**Work instructions:** Could you reproduce every record below exactly as it stands?

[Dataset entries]

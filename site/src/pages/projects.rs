//! Projects listing, split into featured and other work.

use content::ProjectSummary;
use leptos::prelude::*;
use leptos_meta::Title;

use crate::app::use_content;
use crate::components::icon::{Icon, IconKind};
use crate::components::project_card::ProjectCard;
use crate::util::meta;

#[component]
fn ProjectSection(heading: &'static str, projects: Vec<&'static ProjectSummary>) -> impl IntoView {
    view! {
        <section class="section section--flush">
            <h2 class="section__title">{heading}</h2>
            <div class="grid grid--3">
                {projects
                    .into_iter()
                    .enumerate()
                    .map(|(index, project)| view! { <ProjectCard project=project index=index/> })
                    .collect_view()}
            </div>
        </section>
    }
}

#[component]
pub fn ProjectsPage() -> impl IntoView {
    let content = use_content();

    view! {
        <Title text=meta::page_title("Projects", content.profile())/>
        <div class="page">
            <header class="page__header fade-up">
                <span class="pill pop-in">
                    <Icon kind=IconKind::Sparkles size=16/>
                    "My work showcase"
                </span>
                <h1 class="gradient-text">"My Projects"</h1>
                <p>
                    "Here's a collection of projects I've worked on, showcasing my skills in web development, mobile apps, and more."
                </p>
            </header>
            <ProjectSection heading="Featured Projects" projects=content.featured_projects()/>
            <ProjectSection heading="Other Projects" projects=content.other_projects()/>
        </div>
    }
}
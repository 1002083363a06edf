use super::*;

#[test]
fn social_labels_map_to_icons() {
    assert_eq!(IconKind::for_social("GitHub"), Some(IconKind::Github));
    assert_eq!(IconKind::for_social("LinkedIn"), Some(IconKind::Linkedin));
    assert_eq!(IconKind::for_social("Email"), Some(IconKind::Mail));
    assert_eq!(IconKind::for_social("Mastodon"), None);
}

#[test]
fn every_icon_has_path_data() {
    for kind in [IconKind::Menu, IconKind::Sun, IconKind::Moon, IconKind::Github, IconKind::Send, IconKind::Check] {
        assert!(!kind.paths().is_empty());
        assert!(kind.paths().iter().all(|d| d.starts_with(['M', 'm'])), "{kind:?}");
    }
}
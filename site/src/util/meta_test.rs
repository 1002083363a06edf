use content::{ContentSource, StaticContent};

use super::*;

fn profile() -> &'static Profile {
    StaticContent::builtin().profile()
}

#[test]
fn post_title_uses_blog_suffix() {
    let post = StaticContent::builtin().post("future-of-web-development").unwrap();
    assert_eq!(post_title(post, profile()), "The Future of Web Development - Priyav's Blog");
}

#[test]
fn project_title_uses_owner_suffix() {
    let project = StaticContent::builtin().project("task-management-app").unwrap();
    assert_eq!(project_title(project, profile()), "Task Management App - Priyav");
}

#[test]
fn missing_records_get_not_found_titles() {
    assert_eq!(not_found_title(Some(ContentKind::Post)), "Post Not Found");
    assert_eq!(not_found_title(Some(ContentKind::Project)), "Project Not Found");
    assert_eq!(not_found_title(None), "Page Not Found");
}

#[test]
fn page_and_home_titles() {
    assert_eq!(page_title("Contact", profile()), "Contact - Priyav");
    assert_eq!(home_title(profile()), "Priyav - Full Stack Developer & Creative Problem Solver");
}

**Task response:**
filename site/src/pages/projects.rs
//! Projects listing, split into featured and other work.

use content::ProjectSummary;
use leptos::prelude::*;
use leptos_meta::Title;

use crate::app::use_content;
use crate::components::icon::{Icon, IconKind};
use crate::components::project_card::ProjectCard;
use crate::util::meta;

#[component]
fn ProjectSection(heading: &'static str, projects: Vec<&'static ProjectSummary>) -> impl IntoView {
    view! {
        <section class="section section--flush">
            <h2 class="section__title">{heading}</h2>
            <div class="grid grid--3">
                {projects
                    .into_iter()
                    .enumerate()
                    .map(|(index, project)| view! { <ProjectCard project=project index=index/> })
                    .collect_view()}
            </div>
        </section>
    }
}

#[component]
pub fn ProjectsPage() -> impl IntoView {
    let content = use_content();

    view! {
        <Title text=meta::page_title("Projects", content.profile())/>
        <div class="page">
            <header class="page__header fade-up">
                <span class="pill pop-in">
                    <Icon kind=IconKind::Sparkles size=16/>
                    "My work showcase"
                </span>
                <h1 class="gradient-text">"My Projects"</h1>
                <p>
                    "Here's a collection of projects I've worked on, showcasing my skills in web development, mobile apps, and more."
                </p>
            </header>
            <ProjectSection heading="Featured Projects" projects=content.featured_projects()/>
            <ProjectSection heading="Other Projects" projects=content.other_projects()/>
        </div>
    }
}
repository 1002083363a06edf
use super::*;

#[test]
fn social_labels_map_to_icons() {
    assert_eq!(IconKind::for_social("GitHub"), Some(IconKind::Github));
    assert_eq!(IconKind::for_social("LinkedIn"), Some(IconKind::Linkedin));
    assert_eq!(IconKind::for_social("Email"), Some(IconKind::Mail));
    assert_eq!(IconKind::for_social("Mastodon"), None);
}

#[test]
fn every_icon_has_path_data() {
    for kind in [IconKind::Menu, IconKind::Sun, IconKind::Moon, IconKind::Github, IconKind::Send, IconKind::Check] {
        assert!(!kind.paths().is_empty());
        assert!(kind.paths().iter().all(|d| d.starts_with(['M', 'm'])), "{kind:?}");
    }
}
filename site/src/util/meta_test.rs
repository 1002083363a06edf
use content::{ContentSource, StaticContent};

use super::*;

fn profile() -> &'static Profile {
    StaticContent::builtin().profile()
}

#[test]
fn post_title_uses_blog_suffix() {
    let post = StaticContent::builtin().post("future-of-web-development").unwrap();
    assert_eq!(post_title(post, profile()), "The Future of Web Development - Priyav's Blog");
}

#[test]
fn project_title_uses_owner_suffix() {
    let project = StaticContent::builtin().project("task-management-app").unwrap();
    assert_eq!(project_title(project, profile()), "Task Management App - Priyav");
}

#[test]
fn missing_records_get_not_found_titles() {
    assert_eq!(not_found_title(Some(ContentKind::Post)), "Post Not Found");
    assert_eq!(not_found_title(Some(ContentKind::Project)), "Project Not Found");
    assert_eq!(not_found_title(None), "Page Not Found");
}

#[test]
fn page_and_home_titles() {
    assert_eq!(page_title("Contact", profile()), "Contact - Priyav");
    assert_eq!(home_title(profile()), "Priyav - Full Stack Developer & Creative Problem Solver");
}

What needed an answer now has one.